▸ **Action item**
Transcribe exactly the line containing "filename crates/verity-ir/src/lib.rs" and each line after it, through the end of the entries, with nothing before or after.

=== Begin Enclosure ===

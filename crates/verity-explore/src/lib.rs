//! Concolic path exploration: symbolic execution over a function's flow
//! graph, constraint solving over finite candidate domains, and concrete
//! confirmation of every explored path in the sandbox.

pub mod solver;
pub mod traversal;

pub use solver::{Solution, SolveError, Solver, SolverConfig};
pub use traversal::engine::EngineStats;
pub use traversal::runner::{
    explore_function, ConfirmedCase, ExplorationReport, ExploreConfig, ExploreError, RunnerStats,
};
pub use traversal::tracker::StopReason;
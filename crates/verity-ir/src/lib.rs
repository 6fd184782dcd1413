pub mod ast;
pub mod error;
pub mod lexer;
pub mod parse;

pub use ast::{Expr, ExprId, ExprKind, FunctionDef, Item, Module, Param, Stmt, StmtKind, Target};
pub use error::ParseError;
pub use parse::{parse_expression, parse_module};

=== End Enclosure ===

▸ **Exercise answer**
filename crates/verity-ir/src/lib.rs
repository 6fd184782dcd1413
pub mod ast;
pub mod error;
pub mod lexer;
pub mod parse;

pub use ast::{Expr, ExprId, ExprKind, FunctionDef, Item, Module, Param, Stmt, StmtKind, Target};
pub use error::ParseError;
pub use parse::{parse_expression, parse_module};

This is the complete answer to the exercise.